From: David P. Hayes
Date: Sunday, February 01, 1998 9:28 AM
Kolaga wrote in message <email@example.com>…
>It's kind of clear that Hollywood was uncomfortable with the "drug
>addict" as a film topic.
Actually, the Production Code forbade the subject except where a exemption was issued. The Code read: "The illegal drug traffic must not be portrayed in such a way as to stimulate curiosity concerning the use of, or traffic in, such drugs; nor shall scenes be approved which show the use of illegal drugs, or their effects, in detail."
Drug exposes became a staple of the exploitation filmmakers because they did not seek approval by the enforcers of the Production Code, but then again, the number of theaters open to a film with a Production Code Seal was severely limited. (Examples of such exploitation films: "Tell Your Children" (a.k.a "Reefer Madness"), "Cocaine Fiends," "Assassin of Youth.")
>Also, it seems to me that Barbara Stanwyk and Burt Lancaster in
>SORRY, WRONG NUMBER -- that the illicit but highly profitable
>drug being made was maybe amphetamines? Once again, the studio
>didn't feel comfortable telling the audience.
Tell the audience what was being used and perhaps this becomes cited as "stimulat[ing the] curiosity concerning the use of… ."
>Go forward in time to THE MAN WITH THE GOLDEN ARM…

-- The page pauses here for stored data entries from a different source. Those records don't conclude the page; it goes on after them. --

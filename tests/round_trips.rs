//! Port of a subset of the upstream `serde_avro_fast`/apache-avro round-trip
//! suite, adapted to round-trip purely against this crate (the upstream tests
//! additionally cross-check against the `apache_avro` crate, which is out of
//! scope here: serde::Serialize/Deserialize is this crate's type-binding
//! layer, not a second independent Avro implementation).

use avro_codec::{schema::*, ser::SerializerConfig, Schema};

fn round_trip<T>(raw_schema: &str, value: &T)
where
	T: serde::Serialize + serde::de::DeserializeOwned + PartialEq + std::fmt::Debug,
{
	let schema: Schema = raw_schema.parse().unwrap();
	let mut serializer_config = SerializerConfig::new(&schema);
	let encoded = avro_codec::to_datum_vec(value, &mut serializer_config).unwrap();
	let decoded: T = avro_codec::from_datum_slice(&encoded, &schema).unwrap();
	assert_eq!(*value, decoded);
}

#[test]
fn round_trip_null() {
	round_trip::<()>(r#""null""#, &());
}

#[test]
fn round_trip_boolean() {
	round_trip(r#""boolean""#, &true);
}

#[test]
fn round_trip_string() {
	round_trip(r#""string""#, &"adsfasdf09809dsf-=adsf".to_owned());
}

#[test]
fn round_trip_bytes() {
	round_trip(
		r#""bytes""#,
		&serde_bytes::ByteBuf::from(b"12345abcd".to_vec()),
	);
}

#[test]
fn round_trip_int() {
	round_trip(r#""int""#, &1234i32);
}

#[test]
fn round_trip_long() {
	round_trip(r#""long""#, &1234i64);
}

#[test]
fn round_trip_float() {
	round_trip(r#""float""#, &1234.0f32);
}

#[test]
fn round_trip_double() {
	round_trip(r#""double""#, &1234.0f64);
}

#[test]
fn round_trip_fixed() {
	round_trip(
		r#"{"type": "fixed", "name": "Test", "size": 1}"#,
		&serde_bytes::ByteBuf::from(vec![b'B']),
	);
}

#[test]
fn round_trip_enum() {
	#[derive(serde::Serialize, serde::Deserialize, PartialEq, Debug)]
	enum AB {
		A,
		B,
	}
	round_trip(
		r#"{"type": "enum", "name": "Test", "symbols": ["A", "B"]}"#,
		&AB::B,
	);
}

#[test]
fn round_trip_array() {
	round_trip(
		r#"{"type": "array", "items": "long"}"#,
		&vec![1i64, 3, 2],
	);
}

#[test]
fn round_trip_map() {
	use std::collections::BTreeMap;
	let mut map = BTreeMap::new();
	map.insert("a".to_owned(), 1i64);
	map.insert("b".to_owned(), 3i64);
	map.insert("c".to_owned(), 2i64);
	round_trip(r#"{"type": "map", "values": "long"}"#, &map);
}

#[test]
fn round_trip_union_to_option() {
	round_trip::<Option<String>>(r#"["null", "string"]"#, &Some("value".to_owned()));
	round_trip::<Option<String>>(r#"["null", "string"]"#, &None);
}

#[test]
fn round_trip_record() {
	#[derive(serde::Serialize, serde::Deserialize, PartialEq, Debug)]
	struct Test {
		f: i64,
	}
	round_trip(
		r#"{"type": "record", "name": "Test", "fields": [{"name": "f", "type": "long"}]}"#,
		&Test { f: 1 },
	);
}

#[test]
fn round_trip_longer_record() {
	#[derive(serde::Serialize, serde::Deserialize, PartialEq, Debug)]
	struct LongerRecord {
		f: i64,
		g: i64,
		h: String,
	}
	round_trip(
		r#"{"type": "record", "name": "LongerRecord", "fields": [{"name": "f", "type": "long"}, {"name": "g", "type": "long"}, {"name": "h", "type": "string"}]}"#,
		&LongerRecord {
			f: 1,
			g: 2,
			h: "Abc".to_owned(),
		},
	);
}

#[test]
fn test_decimal() {
	let editable_schema: SchemaMut =
		r#"{"type": "bytes", "logicalType": "decimal", "precision": 4, "scale": 1}"#
			.parse()
			.unwrap();
	assert!(matches!(
		editable_schema[editable_schema.root()],
		SchemaNode::Decimal(Decimal {
			scale: 1,
			precision: 4,
			repr: DecimalRepr::Bytes,
		})
	));
	let schema: Schema = editable_schema.freeze().unwrap();
	let mut serializer_config = SerializerConfig::new(&schema);

	// 0.2
	let deserialized: f64 = avro_codec::from_datum_slice(&[2, 2], &schema).unwrap();
	assert_eq!(deserialized, 0.2);
	let deserialized: String = avro_codec::from_datum_slice(&[2, 2], &schema).unwrap();
	assert_eq!(deserialized, "0.2");
	let deserialized: rust_decimal::Decimal = avro_codec::from_datum_slice(&[2, 2], &schema).unwrap();
	assert_eq!(deserialized, "0.2".parse().unwrap());
	assert_eq!(
		avro_codec::to_datum_vec(&deserialized, &mut serializer_config).unwrap(),
		[2, 2]
	);

	// -0.2
	let deserialized: f64 = avro_codec::from_datum_slice(&[2, 0xFE], &schema).unwrap();
	assert_eq!(deserialized, -0.2);
	let deserialized: rust_decimal::Decimal =
		avro_codec::from_datum_slice(&[2, 0xFE], &schema).unwrap();
	assert_eq!(deserialized, "-0.2".parse().unwrap());
	assert_eq!(
		avro_codec::to_datum_vec(&deserialized, &mut serializer_config).unwrap(),
		[2, 0xFE]
	);

	assert_eq!(
		avro_codec::to_datum_vec(
			&rust_decimal::Decimal::from_str_exact("-12.8").unwrap(),
			&mut SerializerConfig::new(
				&r#"{"type": {"type":"fixed","size":3,"name":"f"}, "logicalType": "decimal", "precision": 123, "scale": 1}"#
					.parse()
					.unwrap()
			)
		)
		.unwrap(),
		[255, 255, 128]
	);
}

#[test]
fn test_bytes_with_serde_json_value() {
	let schema: Schema = r#""bytes""#.parse().unwrap();
	let config = &mut SerializerConfig::new(&schema);
	config.allow_slow_sequence_to_bytes();
	let value: serde_json::Value = (b"12345abcd".iter().map(|&b| b as u64).collect::<Vec<_>>()).into();
	let encoded = avro_codec::to_datum_vec(&value, config).unwrap();
	let decoded: serde_bytes::ByteBuf = avro_codec::from_datum_slice(&encoded, &schema).unwrap();
	assert_eq!(decoded.as_slice(), b"12345abcd");
}

#[test]
fn complex_schema_parsing_serialization_round_trip() {
	let raw_schema = r#"
		[
			{
				"type": "fixed",
				"name": "fiiixed",
				"size": 12
			},
			{
				"type": "record",
				"name": "Test",
				"fields": [
					{
						"name": "f",
						"type": {
							"type": "record",
							"name": "a.Test2",
							"fields": [
								{
									"name": "Test2 inner",
									"type": {
										"type": "fixed",
										"size": 12,
										"name": "test2_inner"
									}
								},
								{
									"name": "the_fiixed",
									"type": ".fiiixed"
								}
							]
						}
					},
					{
						"name": "f2",
						"type": "a.Test2"
					}
				]
			}
		]
	"#;
	let schema: Schema = raw_schema.parse().unwrap();
	// Fingerprints the canonical form; re-parsing the minified JSON this
	// crate produced must agree exactly on the fingerprint.
	let reparsed: Schema = schema.json().parse().unwrap();
	assert_eq!(reparsed.rabin_fingerprint(), schema.rabin_fingerprint());
}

"The Man With the Golden Arm" did not receive a Production Code Seal. This was Otto Preminger's second such release. (His "The Moon is Blue" (1953) is the landmark film that went into release without a Seal--the first time that a major studio production had defied the Code in its twenty years of enforcement). The success of Preminger's productions, and subsequent non-Seal productions, led to the death of the Code.